§ Aim of the exercise:
If a line below contains the word "exhausted", count it. Please give the total and nothing else.

[Collected data entries]
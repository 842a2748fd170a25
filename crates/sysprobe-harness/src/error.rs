//! Harness error type and exit-code mapping.

use std::path::PathBuf;

use sysprobe_core::{SandboxError, WalkerError};
use sysprobe_shm::HeapError;
use thiserror::Error;

/// Exit status for a successful run.
pub const EXIT_OK: i32 = 0;
/// Exit status for a failed or aborted run.
pub const EXIT_FAILURE: i32 = 1;
/// Exit status when the system ran out of processes or memory.
pub const EXIT_NO_RESOURCE: i32 = 3;

#[derive(Debug, Error)]
pub enum HarnessError {
    #[error(transparent)]
    Heap(#[from] HeapError),
    #[error(transparent)]
    Sandbox(#[from] SandboxError),
    #[error(transparent)]
    Walker(#[from] WalkerError),
    #[error("config {}: {message}", path.display())]
    Config { path: PathBuf, message: String },
    #[error("unknown operations: {}", .0.join(", "))]
    UnknownOperations(Vec<String>),
    #[error("unknown hazard '{0}'")]
    UnknownHazard(String),
    #[error("unknown log level '{0}'")]
    UnknownLevel(String),
    #[error("cannot install interrupt handler (errno {0})")]
    Interrupt(i32),
    #[error("log schema violations: {0}")]
    InvalidLog(usize),
    #[error(transparent)]
    Io(#[from] std::io::Error),
    #[error(transparent)]
    Json(#[from] serde_json::Error),
}

impl HarnessError {
    /// Process exit status for this error.
    #[must_use]
    pub fn exit_code(&self) -> i32 {
        let exhausted = match self {
            Self::Sandbox(err) => err.is_resource_exhaustion(),
            Self::Walker(err) => err.is_resource_exhaustion(),
            Self::Heap(HeapError::MapFailed { errno, .. }) => {
                matches!(*errno, libc::ENOMEM | libc::EAGAIN)
            }
            _ => false,
        };
        if exhausted {
            EXIT_NO_RESOURCE
        } else {
            EXIT_FAILURE
        }
    }
}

§ Task result:
2